- _YOUR ASSIGNMENT_:
In the listing below, find each line with the string "processed" and report it.
————
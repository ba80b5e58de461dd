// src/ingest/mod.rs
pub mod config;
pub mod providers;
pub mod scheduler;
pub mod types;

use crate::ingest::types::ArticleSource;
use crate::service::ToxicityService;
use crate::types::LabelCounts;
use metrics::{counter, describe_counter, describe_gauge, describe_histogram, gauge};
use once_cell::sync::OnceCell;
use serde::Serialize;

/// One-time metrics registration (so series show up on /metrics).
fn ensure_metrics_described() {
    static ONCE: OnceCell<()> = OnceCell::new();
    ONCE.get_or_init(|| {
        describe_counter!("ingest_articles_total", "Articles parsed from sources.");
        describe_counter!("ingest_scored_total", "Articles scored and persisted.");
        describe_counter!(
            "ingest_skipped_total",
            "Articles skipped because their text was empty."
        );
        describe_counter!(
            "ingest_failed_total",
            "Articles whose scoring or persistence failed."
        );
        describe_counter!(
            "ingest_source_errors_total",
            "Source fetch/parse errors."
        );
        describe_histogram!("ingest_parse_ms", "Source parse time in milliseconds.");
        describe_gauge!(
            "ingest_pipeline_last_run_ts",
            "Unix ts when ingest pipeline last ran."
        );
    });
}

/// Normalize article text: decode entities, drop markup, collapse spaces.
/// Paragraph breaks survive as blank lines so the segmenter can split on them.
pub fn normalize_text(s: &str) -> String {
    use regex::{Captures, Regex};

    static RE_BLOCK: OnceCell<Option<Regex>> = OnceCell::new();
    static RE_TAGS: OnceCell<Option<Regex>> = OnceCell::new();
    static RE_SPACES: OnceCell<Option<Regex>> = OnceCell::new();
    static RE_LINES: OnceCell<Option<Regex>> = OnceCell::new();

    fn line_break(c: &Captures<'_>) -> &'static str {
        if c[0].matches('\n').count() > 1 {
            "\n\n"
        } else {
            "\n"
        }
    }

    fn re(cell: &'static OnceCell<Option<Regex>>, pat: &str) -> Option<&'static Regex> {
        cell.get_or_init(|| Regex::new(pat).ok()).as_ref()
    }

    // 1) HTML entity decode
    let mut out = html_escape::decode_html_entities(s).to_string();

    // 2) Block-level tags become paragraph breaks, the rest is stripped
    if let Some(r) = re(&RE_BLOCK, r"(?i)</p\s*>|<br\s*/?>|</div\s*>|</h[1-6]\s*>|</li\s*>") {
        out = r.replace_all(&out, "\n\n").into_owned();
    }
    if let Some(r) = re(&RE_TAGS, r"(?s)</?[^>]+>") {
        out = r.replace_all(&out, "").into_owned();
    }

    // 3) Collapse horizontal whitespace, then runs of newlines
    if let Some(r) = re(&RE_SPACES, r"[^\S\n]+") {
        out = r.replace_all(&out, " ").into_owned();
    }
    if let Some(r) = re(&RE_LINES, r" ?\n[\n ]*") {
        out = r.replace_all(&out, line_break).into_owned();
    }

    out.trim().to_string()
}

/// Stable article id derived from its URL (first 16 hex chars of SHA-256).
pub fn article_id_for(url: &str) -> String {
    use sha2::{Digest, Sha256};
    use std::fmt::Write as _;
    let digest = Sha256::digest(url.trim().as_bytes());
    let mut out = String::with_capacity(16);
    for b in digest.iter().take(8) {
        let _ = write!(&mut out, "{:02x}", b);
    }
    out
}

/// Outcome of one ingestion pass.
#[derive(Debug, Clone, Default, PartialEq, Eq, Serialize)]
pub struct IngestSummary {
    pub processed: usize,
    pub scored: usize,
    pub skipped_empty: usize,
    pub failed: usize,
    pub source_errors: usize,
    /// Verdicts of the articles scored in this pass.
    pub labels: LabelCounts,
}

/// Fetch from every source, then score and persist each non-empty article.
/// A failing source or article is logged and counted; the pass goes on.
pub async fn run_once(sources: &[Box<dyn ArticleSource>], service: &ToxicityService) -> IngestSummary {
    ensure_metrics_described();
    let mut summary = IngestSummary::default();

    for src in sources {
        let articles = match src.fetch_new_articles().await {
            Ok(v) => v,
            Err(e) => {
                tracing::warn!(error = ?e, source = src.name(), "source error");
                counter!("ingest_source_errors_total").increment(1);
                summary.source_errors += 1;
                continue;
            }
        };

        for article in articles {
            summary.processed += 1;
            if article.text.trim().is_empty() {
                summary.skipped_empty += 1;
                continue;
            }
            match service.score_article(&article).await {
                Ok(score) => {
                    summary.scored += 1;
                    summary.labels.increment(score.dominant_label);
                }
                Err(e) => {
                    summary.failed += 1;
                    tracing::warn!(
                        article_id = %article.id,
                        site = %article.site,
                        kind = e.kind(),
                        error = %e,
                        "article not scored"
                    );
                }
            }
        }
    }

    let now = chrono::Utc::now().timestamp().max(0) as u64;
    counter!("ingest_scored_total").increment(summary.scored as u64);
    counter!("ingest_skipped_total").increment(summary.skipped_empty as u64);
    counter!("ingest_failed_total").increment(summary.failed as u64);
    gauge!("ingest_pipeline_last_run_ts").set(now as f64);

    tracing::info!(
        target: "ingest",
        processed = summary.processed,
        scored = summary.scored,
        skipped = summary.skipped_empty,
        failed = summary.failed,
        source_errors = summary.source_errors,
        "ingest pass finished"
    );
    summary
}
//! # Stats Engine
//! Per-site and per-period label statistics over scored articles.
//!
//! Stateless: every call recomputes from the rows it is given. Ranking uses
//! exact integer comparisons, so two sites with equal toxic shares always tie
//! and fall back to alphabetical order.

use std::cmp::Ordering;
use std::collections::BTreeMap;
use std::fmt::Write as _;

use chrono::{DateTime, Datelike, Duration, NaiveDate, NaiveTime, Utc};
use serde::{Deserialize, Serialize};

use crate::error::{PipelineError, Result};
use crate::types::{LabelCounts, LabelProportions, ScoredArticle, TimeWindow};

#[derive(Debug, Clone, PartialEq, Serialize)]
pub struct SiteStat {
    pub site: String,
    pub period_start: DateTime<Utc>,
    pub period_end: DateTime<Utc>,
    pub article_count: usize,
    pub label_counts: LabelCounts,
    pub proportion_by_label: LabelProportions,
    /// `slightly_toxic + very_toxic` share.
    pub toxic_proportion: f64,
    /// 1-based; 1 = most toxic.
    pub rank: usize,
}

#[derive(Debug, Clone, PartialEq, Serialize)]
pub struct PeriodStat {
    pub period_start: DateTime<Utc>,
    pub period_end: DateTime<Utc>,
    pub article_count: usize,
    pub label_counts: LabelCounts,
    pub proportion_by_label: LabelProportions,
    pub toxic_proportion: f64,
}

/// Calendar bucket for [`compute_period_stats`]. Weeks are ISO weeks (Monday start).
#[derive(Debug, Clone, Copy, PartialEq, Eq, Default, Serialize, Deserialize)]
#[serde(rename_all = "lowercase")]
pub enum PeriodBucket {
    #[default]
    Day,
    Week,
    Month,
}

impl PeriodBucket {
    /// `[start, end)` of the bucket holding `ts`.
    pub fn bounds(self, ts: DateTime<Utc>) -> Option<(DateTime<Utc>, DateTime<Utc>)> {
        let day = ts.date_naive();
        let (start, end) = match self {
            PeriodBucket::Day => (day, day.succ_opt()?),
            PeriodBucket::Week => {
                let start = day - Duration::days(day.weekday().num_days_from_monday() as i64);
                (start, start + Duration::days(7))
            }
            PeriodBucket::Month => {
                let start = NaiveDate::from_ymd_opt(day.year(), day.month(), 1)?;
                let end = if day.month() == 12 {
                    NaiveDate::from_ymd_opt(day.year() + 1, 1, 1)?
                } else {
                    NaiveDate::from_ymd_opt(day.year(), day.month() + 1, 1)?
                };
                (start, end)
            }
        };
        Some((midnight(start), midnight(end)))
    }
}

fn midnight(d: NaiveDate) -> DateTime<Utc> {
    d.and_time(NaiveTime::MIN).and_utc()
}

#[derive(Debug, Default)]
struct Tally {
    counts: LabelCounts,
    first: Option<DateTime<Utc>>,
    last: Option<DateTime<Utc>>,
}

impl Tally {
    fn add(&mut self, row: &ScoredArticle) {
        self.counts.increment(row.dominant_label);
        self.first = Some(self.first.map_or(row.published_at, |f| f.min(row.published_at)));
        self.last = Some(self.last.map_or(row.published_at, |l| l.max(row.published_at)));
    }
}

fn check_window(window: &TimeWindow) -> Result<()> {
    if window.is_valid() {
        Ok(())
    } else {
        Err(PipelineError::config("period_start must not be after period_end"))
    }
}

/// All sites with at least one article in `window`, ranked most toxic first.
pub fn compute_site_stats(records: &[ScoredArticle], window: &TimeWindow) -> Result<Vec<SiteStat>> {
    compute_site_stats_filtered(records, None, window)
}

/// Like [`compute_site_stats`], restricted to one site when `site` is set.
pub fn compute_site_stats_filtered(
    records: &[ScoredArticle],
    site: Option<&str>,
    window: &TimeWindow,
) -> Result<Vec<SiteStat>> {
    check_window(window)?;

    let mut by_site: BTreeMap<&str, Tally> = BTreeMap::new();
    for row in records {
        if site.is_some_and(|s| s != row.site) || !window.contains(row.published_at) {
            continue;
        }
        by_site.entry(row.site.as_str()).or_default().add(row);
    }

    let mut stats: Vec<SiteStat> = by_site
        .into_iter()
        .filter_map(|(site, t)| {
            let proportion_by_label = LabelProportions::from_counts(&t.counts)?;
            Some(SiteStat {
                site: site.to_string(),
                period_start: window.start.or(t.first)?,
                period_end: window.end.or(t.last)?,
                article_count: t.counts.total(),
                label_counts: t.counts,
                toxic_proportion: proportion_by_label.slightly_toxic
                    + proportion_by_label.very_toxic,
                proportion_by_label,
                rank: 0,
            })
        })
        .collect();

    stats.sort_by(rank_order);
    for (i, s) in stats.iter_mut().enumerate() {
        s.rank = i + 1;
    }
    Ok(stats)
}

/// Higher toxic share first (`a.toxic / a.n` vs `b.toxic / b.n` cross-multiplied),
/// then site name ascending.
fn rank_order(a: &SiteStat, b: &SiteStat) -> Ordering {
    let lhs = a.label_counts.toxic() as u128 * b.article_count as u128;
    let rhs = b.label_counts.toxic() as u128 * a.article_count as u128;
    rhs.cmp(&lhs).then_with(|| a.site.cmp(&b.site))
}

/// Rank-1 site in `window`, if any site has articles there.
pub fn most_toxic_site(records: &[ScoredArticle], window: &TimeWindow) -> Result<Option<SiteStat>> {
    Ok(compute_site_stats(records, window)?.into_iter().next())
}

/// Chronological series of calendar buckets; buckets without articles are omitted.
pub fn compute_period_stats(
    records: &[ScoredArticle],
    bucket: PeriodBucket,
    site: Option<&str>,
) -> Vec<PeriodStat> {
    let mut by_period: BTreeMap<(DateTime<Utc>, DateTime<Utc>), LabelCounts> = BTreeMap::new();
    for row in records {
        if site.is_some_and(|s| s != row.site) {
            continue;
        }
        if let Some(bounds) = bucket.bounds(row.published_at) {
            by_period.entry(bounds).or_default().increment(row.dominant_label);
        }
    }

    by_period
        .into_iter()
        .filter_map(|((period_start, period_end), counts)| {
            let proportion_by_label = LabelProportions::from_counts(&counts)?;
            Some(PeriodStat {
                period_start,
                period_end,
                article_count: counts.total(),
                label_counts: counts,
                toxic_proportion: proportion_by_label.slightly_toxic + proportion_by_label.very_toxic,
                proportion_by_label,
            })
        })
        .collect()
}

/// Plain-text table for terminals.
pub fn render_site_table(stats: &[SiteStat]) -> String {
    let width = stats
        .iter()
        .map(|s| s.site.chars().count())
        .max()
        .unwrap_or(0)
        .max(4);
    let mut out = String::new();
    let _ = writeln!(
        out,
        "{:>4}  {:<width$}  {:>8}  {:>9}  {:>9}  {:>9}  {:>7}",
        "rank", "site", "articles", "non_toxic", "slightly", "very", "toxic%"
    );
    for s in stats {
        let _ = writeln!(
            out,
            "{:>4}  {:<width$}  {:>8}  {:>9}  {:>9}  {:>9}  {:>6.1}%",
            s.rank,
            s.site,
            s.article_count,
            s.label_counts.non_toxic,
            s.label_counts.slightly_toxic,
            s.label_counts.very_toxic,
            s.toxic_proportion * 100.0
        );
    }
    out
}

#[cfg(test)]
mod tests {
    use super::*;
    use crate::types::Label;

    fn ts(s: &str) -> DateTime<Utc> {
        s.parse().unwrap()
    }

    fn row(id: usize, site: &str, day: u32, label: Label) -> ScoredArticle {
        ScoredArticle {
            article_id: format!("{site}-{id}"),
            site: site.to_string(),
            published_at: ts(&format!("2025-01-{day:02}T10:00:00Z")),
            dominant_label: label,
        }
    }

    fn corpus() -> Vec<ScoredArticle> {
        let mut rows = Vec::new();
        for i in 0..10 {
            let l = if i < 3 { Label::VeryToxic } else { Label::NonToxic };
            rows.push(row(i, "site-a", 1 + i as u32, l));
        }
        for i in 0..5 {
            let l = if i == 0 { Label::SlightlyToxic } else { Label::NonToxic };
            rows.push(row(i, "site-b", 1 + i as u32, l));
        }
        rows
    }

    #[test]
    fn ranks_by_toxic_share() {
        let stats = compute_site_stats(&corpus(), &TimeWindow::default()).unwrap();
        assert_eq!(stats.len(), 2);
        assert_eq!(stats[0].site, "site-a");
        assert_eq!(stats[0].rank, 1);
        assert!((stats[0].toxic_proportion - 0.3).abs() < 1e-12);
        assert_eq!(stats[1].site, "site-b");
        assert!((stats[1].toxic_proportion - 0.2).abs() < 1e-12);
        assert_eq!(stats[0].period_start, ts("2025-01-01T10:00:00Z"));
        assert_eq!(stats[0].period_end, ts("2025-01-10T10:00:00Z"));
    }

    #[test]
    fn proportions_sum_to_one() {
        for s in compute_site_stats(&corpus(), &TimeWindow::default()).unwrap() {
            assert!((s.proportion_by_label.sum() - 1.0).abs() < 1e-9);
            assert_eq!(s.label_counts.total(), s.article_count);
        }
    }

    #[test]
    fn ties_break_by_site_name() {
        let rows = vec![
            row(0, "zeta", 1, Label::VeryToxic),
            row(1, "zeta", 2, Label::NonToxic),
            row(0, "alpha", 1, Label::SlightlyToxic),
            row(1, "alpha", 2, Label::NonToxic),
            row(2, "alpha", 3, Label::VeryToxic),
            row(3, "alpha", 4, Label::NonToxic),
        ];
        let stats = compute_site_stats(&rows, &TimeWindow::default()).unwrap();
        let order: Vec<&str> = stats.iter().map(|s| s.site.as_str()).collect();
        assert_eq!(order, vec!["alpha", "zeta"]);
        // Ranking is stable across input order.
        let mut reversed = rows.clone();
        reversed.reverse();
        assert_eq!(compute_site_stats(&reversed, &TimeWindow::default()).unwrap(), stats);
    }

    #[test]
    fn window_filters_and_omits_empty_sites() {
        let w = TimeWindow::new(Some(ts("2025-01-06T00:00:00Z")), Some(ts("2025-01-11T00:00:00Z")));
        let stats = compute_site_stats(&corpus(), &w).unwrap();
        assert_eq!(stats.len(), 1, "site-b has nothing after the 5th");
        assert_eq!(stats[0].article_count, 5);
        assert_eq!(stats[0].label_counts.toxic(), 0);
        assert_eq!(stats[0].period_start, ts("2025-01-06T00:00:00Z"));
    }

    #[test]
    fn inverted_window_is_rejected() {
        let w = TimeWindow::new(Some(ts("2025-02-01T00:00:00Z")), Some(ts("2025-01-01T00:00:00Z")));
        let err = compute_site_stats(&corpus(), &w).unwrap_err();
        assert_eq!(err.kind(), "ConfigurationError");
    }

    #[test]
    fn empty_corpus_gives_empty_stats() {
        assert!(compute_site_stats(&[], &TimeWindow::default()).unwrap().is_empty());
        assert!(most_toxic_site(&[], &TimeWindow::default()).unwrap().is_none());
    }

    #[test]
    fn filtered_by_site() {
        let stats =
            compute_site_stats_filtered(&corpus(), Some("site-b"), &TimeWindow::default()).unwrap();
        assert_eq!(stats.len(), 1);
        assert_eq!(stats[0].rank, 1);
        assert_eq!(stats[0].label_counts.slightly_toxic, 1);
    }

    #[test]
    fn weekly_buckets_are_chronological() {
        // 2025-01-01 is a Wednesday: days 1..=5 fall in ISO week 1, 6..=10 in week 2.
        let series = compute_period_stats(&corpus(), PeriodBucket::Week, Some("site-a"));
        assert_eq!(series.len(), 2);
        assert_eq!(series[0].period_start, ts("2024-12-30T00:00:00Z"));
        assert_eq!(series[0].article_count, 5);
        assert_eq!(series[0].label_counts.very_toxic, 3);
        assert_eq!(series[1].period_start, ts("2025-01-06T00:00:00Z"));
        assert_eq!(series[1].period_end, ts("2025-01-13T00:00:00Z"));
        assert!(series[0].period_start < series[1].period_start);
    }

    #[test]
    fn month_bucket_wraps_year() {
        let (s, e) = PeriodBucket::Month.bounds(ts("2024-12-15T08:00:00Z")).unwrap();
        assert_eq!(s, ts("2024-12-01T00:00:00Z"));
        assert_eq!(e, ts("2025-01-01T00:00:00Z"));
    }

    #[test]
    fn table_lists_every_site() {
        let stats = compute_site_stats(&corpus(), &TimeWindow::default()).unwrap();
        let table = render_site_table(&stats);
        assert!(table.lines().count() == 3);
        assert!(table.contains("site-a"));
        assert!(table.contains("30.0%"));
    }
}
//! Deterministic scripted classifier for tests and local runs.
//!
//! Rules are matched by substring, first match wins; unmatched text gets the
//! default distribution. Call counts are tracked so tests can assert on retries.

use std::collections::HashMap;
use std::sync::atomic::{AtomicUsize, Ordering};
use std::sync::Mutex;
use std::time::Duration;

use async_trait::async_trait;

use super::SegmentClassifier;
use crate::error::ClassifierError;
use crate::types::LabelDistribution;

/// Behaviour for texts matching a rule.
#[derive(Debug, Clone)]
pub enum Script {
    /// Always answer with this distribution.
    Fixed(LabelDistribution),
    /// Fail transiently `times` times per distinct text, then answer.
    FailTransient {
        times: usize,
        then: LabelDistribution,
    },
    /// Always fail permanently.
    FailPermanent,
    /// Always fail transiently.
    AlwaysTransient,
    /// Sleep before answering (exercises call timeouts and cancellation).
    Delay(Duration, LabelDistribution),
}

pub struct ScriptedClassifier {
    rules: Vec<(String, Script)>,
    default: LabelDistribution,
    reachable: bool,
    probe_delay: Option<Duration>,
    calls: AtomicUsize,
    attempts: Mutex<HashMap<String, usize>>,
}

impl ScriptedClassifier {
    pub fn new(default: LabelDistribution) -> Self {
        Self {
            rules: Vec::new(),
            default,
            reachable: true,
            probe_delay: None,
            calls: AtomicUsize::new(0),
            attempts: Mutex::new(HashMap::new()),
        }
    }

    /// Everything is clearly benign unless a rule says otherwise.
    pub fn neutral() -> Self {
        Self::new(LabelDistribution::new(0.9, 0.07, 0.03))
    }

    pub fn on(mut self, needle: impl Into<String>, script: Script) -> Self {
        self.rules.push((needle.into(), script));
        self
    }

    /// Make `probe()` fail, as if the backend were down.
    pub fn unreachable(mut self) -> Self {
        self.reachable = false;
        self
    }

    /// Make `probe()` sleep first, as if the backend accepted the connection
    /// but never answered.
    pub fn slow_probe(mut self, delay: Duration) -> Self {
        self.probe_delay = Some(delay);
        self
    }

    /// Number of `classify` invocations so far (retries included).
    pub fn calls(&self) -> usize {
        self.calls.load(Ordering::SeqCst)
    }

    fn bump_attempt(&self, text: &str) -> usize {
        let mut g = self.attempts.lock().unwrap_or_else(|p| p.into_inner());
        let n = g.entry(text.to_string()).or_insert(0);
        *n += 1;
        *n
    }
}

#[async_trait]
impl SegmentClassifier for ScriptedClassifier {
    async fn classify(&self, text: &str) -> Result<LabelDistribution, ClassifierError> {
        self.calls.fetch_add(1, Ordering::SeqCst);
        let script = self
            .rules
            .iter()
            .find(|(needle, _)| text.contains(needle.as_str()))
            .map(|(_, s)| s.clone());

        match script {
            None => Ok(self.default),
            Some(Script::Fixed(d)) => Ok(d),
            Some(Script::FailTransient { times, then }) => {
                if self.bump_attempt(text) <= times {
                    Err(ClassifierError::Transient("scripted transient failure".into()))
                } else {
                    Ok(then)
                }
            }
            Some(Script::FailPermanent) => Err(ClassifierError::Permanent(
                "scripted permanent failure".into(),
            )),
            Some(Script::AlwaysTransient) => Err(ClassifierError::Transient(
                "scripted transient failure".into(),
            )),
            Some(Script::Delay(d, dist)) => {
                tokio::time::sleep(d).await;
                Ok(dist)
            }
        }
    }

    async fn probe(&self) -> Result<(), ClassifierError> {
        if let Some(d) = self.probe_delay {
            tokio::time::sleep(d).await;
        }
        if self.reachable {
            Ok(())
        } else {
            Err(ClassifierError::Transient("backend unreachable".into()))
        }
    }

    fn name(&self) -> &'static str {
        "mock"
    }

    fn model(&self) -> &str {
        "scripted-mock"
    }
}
————
- _RESULT_:
    pub processed: usize,
            summary.processed += 1;
        processed = summary.processed,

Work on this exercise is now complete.